ASSIGNED TASK> The whole listing is to be returned exactly.

Segment Start: DATA FOR ANALYSIS

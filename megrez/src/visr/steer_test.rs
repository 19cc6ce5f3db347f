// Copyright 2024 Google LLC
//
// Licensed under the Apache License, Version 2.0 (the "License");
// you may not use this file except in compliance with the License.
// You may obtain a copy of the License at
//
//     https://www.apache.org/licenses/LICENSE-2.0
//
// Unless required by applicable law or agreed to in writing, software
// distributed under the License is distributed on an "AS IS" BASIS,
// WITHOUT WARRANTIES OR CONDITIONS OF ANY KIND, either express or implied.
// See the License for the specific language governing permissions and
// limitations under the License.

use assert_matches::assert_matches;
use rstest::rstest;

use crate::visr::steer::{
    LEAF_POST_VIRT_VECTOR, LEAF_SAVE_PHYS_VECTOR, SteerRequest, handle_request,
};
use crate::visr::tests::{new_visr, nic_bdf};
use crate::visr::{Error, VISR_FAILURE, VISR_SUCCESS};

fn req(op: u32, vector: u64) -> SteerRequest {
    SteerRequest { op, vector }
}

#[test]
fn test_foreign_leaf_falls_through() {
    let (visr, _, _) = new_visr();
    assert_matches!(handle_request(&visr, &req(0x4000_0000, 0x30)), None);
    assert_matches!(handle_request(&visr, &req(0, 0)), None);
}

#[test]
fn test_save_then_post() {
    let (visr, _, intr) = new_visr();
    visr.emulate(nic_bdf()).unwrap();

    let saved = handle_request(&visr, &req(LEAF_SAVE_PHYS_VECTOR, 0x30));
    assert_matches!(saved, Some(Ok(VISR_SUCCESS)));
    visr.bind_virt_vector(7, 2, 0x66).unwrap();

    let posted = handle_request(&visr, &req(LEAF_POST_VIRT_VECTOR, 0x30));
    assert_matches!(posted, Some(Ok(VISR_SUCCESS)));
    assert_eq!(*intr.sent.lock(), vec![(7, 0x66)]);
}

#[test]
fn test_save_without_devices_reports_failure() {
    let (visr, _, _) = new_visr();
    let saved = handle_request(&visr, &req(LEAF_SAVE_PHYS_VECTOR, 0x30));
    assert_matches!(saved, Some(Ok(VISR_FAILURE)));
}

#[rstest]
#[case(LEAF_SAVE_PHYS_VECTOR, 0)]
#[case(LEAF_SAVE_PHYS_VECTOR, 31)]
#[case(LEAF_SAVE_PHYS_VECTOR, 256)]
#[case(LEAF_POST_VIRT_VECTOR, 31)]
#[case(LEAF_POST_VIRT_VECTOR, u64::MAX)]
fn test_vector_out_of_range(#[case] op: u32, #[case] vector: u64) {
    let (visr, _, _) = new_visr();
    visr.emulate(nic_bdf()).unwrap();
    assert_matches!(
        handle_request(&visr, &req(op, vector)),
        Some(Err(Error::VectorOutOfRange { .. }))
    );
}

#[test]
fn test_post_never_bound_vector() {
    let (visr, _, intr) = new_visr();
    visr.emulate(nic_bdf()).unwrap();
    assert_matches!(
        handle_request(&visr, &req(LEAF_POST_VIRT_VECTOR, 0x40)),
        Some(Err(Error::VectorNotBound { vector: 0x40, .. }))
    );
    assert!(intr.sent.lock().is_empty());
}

Segment End: DATA FOR ANALYSIS

ANSWER BOX>
filename megrez/src/visr/steer_test.rs
repository 19cc6ce5f3db347f
// Copyright 2024 Google LLC
//
// Licensed under the Apache License, Version 2.0 (the "License");
// you may not use this file except in compliance with the License.
// You may obtain a copy of the License at
//
//     https://www.apache.org/licenses/LICENSE-2.0
//
// Unless required by applicable law or agreed to in writing, software
// distributed under the License is distributed on an "AS IS" BASIS,
// WITHOUT WARRANTIES OR CONDITIONS OF ANY KIND, either express or implied.
// See the License for the specific language governing permissions and
// limitations under the License.

use assert_matches::assert_matches;
use rstest::rstest;

use crate::visr::steer::{
    LEAF_POST_VIRT_VECTOR, LEAF_SAVE_PHYS_VECTOR, SteerRequest, handle_request,
};
use crate::visr::tests::{new_visr, nic_bdf};
use crate::visr::{Error, VISR_FAILURE, VISR_SUCCESS};

fn req(op: u32, vector: u64) -> SteerRequest {
    SteerRequest { op, vector }
}

#[test]
fn test_foreign_leaf_falls_through() {
    let (visr, _, _) = new_visr();
    assert_matches!(handle_request(&visr, &req(0x4000_0000, 0x30)), None);
    assert_matches!(handle_request(&visr, &req(0, 0)), None);
}

#[test]
fn test_save_then_post() {
    let (visr, _, intr) = new_visr();
    visr.emulate(nic_bdf()).unwrap();

    let saved = handle_request(&visr, &req(LEAF_SAVE_PHYS_VECTOR, 0x30));
    assert_matches!(saved, Some(Ok(VISR_SUCCESS)));
    visr.bind_virt_vector(7, 2, 0x66).unwrap();

    let posted = handle_request(&visr, &req(LEAF_POST_VIRT_VECTOR, 0x30));
    assert_matches!(posted, Some(Ok(VISR_SUCCESS)));
    assert_eq!(*intr.sent.lock(), vec![(7, 0x66)]);
}

#[test]
fn test_save_without_devices_reports_failure() {
    let (visr, _, _) = new_visr();
    let saved = handle_request(&visr, &req(LEAF_SAVE_PHYS_VECTOR, 0x30));
    assert_matches!(saved, Some(Ok(VISR_FAILURE)));
}

#[rstest]
#[case(LEAF_SAVE_PHYS_VECTOR, 0)]
#[case(LEAF_SAVE_PHYS_VECTOR, 31)]
#[case(LEAF_SAVE_PHYS_VECTOR, 256)]
#[case(LEAF_POST_VIRT_VECTOR, 31)]
#[case(LEAF_POST_VIRT_VECTOR, u64::MAX)]
fn test_vector_out_of_range(#[case] op: u32, #[case] vector: u64) {
    let (visr, _, _) = new_visr();
    visr.emulate(nic_bdf()).unwrap();
    assert_matches!(
        handle_request(&visr, &req(op, vector)),
        Some(Err(Error::VectorOutOfRange { .. }))
    );
}

#[test]
fn test_post_never_bound_vector() {
    let (visr, _, intr) = new_visr();
    visr.emulate(nic_bdf()).unwrap();
    assert_matches!(
        handle_request(&visr, &req(LEAF_POST_VIRT_VECTOR, 0x40)),
        Some(Err(Error::VectorNotBound { vector: 0x40, .. }))
    );
    assert!(intr.sent.lock().is_empty());
}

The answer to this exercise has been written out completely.